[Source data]
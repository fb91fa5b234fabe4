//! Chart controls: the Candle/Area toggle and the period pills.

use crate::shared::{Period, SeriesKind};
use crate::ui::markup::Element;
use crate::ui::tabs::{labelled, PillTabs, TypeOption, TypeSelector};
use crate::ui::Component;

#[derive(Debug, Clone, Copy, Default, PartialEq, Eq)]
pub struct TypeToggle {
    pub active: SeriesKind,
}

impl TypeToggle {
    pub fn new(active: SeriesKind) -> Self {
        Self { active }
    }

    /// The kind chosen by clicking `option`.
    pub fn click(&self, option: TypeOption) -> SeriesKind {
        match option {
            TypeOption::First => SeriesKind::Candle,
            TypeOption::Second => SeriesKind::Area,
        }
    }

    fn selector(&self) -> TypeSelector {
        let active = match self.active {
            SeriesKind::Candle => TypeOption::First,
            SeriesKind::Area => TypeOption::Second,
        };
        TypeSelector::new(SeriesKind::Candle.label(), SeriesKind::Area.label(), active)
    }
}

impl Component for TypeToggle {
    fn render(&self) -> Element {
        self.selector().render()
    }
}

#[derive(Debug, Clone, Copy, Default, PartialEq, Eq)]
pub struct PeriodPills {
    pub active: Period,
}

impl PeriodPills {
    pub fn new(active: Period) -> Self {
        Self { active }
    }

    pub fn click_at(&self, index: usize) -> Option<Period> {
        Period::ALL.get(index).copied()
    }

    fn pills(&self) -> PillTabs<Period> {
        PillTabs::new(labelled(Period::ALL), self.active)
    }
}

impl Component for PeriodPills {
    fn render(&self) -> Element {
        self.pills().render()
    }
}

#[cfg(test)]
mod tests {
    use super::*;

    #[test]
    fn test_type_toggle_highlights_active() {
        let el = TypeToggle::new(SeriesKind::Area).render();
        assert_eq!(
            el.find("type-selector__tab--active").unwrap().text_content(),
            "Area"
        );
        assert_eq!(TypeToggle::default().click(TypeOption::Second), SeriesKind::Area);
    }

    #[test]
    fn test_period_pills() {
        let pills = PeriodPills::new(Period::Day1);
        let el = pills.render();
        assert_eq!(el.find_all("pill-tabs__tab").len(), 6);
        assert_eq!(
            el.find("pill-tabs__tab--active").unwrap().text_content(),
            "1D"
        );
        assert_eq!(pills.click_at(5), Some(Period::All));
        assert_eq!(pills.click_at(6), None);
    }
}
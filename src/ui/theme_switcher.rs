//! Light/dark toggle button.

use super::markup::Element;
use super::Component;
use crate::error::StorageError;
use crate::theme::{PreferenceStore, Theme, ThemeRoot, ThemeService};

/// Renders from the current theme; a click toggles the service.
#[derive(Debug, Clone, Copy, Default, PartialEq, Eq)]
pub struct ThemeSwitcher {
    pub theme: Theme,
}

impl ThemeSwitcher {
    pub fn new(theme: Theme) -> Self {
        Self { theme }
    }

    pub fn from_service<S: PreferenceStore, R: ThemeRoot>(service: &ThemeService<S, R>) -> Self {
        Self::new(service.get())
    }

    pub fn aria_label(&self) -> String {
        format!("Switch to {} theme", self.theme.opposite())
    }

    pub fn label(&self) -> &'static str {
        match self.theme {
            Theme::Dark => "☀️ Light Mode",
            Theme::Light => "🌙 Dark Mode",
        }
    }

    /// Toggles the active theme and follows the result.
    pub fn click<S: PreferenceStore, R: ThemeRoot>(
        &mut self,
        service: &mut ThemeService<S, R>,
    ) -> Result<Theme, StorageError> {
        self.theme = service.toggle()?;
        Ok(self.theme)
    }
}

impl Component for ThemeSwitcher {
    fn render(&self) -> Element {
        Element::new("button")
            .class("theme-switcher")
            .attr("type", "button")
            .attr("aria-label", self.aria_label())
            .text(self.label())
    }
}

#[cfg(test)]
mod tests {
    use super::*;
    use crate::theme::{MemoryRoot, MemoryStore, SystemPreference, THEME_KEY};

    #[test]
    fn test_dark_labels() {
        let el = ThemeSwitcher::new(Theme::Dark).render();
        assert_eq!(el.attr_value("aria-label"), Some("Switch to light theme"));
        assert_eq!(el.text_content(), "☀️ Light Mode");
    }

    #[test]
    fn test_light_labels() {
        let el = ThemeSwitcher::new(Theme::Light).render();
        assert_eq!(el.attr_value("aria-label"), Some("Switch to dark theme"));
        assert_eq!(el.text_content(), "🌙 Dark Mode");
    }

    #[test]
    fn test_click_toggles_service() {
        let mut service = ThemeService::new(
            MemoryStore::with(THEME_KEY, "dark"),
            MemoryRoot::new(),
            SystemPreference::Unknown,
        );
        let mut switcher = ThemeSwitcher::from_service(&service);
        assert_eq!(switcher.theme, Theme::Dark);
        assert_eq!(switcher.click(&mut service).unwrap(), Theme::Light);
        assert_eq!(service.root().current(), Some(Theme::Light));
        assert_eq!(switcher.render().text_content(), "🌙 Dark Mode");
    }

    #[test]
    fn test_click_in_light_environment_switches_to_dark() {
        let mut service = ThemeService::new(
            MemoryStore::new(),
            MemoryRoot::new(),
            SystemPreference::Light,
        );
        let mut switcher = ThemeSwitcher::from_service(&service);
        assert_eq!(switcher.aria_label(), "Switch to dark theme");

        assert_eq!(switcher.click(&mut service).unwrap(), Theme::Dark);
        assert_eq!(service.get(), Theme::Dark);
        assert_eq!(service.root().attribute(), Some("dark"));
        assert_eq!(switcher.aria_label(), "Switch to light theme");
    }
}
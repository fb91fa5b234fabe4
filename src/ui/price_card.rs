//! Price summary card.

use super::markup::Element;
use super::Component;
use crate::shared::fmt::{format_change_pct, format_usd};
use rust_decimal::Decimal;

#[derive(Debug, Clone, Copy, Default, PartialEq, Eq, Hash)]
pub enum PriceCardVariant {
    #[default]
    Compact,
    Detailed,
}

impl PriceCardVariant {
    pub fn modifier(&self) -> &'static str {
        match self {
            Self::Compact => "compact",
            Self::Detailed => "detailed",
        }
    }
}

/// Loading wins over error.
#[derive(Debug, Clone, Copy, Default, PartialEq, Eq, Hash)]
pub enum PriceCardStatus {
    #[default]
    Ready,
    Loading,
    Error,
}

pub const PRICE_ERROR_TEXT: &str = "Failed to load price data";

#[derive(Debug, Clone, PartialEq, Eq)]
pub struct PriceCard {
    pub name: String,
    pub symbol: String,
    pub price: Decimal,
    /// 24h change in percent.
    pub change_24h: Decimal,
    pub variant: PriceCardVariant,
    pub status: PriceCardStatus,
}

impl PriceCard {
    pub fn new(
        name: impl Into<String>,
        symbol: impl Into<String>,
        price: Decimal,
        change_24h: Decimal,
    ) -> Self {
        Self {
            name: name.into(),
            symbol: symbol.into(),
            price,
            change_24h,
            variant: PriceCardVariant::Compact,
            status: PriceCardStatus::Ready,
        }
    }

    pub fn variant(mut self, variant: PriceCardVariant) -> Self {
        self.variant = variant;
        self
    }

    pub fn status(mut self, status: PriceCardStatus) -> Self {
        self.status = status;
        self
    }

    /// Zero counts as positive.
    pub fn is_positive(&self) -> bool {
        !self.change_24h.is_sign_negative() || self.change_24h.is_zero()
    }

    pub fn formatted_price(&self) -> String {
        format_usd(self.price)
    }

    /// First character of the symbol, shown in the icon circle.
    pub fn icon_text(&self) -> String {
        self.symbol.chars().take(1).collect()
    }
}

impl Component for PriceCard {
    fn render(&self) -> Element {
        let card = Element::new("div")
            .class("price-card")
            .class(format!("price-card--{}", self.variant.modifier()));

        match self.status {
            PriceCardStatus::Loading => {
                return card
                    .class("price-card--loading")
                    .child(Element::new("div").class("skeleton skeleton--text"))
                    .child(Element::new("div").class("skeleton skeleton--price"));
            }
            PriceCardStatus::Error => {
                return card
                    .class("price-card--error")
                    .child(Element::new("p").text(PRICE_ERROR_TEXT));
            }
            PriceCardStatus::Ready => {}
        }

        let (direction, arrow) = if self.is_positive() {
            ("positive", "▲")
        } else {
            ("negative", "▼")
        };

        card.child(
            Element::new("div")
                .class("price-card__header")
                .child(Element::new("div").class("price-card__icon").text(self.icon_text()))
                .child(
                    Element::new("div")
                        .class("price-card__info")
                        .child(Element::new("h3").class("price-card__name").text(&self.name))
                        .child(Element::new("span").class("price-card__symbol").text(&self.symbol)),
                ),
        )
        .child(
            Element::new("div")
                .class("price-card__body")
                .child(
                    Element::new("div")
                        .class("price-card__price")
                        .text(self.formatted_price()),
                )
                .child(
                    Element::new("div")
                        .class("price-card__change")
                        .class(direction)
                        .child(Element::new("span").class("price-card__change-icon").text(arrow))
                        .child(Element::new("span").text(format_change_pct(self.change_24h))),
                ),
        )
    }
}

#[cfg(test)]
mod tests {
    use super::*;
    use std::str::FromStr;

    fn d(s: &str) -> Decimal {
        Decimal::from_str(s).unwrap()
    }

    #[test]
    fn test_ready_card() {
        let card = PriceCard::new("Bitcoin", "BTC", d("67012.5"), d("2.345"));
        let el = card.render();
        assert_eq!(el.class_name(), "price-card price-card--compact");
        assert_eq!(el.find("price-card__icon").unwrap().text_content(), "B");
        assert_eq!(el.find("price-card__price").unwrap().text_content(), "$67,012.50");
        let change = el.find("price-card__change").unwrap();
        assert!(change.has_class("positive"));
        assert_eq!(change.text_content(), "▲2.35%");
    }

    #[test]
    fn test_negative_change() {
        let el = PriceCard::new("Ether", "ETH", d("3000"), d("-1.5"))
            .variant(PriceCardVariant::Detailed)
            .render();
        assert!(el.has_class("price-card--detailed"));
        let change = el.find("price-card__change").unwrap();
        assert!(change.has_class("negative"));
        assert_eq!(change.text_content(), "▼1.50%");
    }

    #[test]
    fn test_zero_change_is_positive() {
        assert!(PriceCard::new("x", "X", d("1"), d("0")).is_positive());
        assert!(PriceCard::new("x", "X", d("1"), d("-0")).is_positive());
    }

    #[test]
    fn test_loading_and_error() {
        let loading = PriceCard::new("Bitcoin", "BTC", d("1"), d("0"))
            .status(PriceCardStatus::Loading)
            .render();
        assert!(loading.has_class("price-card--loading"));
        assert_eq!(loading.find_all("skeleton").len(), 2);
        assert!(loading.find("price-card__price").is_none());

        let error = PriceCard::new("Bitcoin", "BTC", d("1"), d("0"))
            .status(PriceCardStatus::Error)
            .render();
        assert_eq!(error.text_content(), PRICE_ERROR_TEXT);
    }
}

▸ **Activity**: Begin at the first line of the records above and quote every line verbatim through the one that contains "let active = match".

▸ **Response to this task**:
repository fb91fa5b234fabe4
//! Chart controls: the Candle/Area toggle and the period pills.

use crate::shared::{Period, SeriesKind};
use crate::ui::markup::Element;
use crate::ui::tabs::{labelled, PillTabs, TypeOption, TypeSelector};
use crate::ui::Component;

#[derive(Debug, Clone, Copy, Default, PartialEq, Eq)]
pub struct TypeToggle {
    pub active: SeriesKind,
}

impl TypeToggle {
    pub fn new(active: SeriesKind) -> Self {
        Self { active }
    }

    /// The kind chosen by clicking `option`.
    pub fn click(&self, option: TypeOption) -> SeriesKind {
        match option {
            TypeOption::First => SeriesKind::Candle,
            TypeOption::Second => SeriesKind::Area,
        }
    }

    fn selector(&self) -> TypeSelector {
        let active = match self.active {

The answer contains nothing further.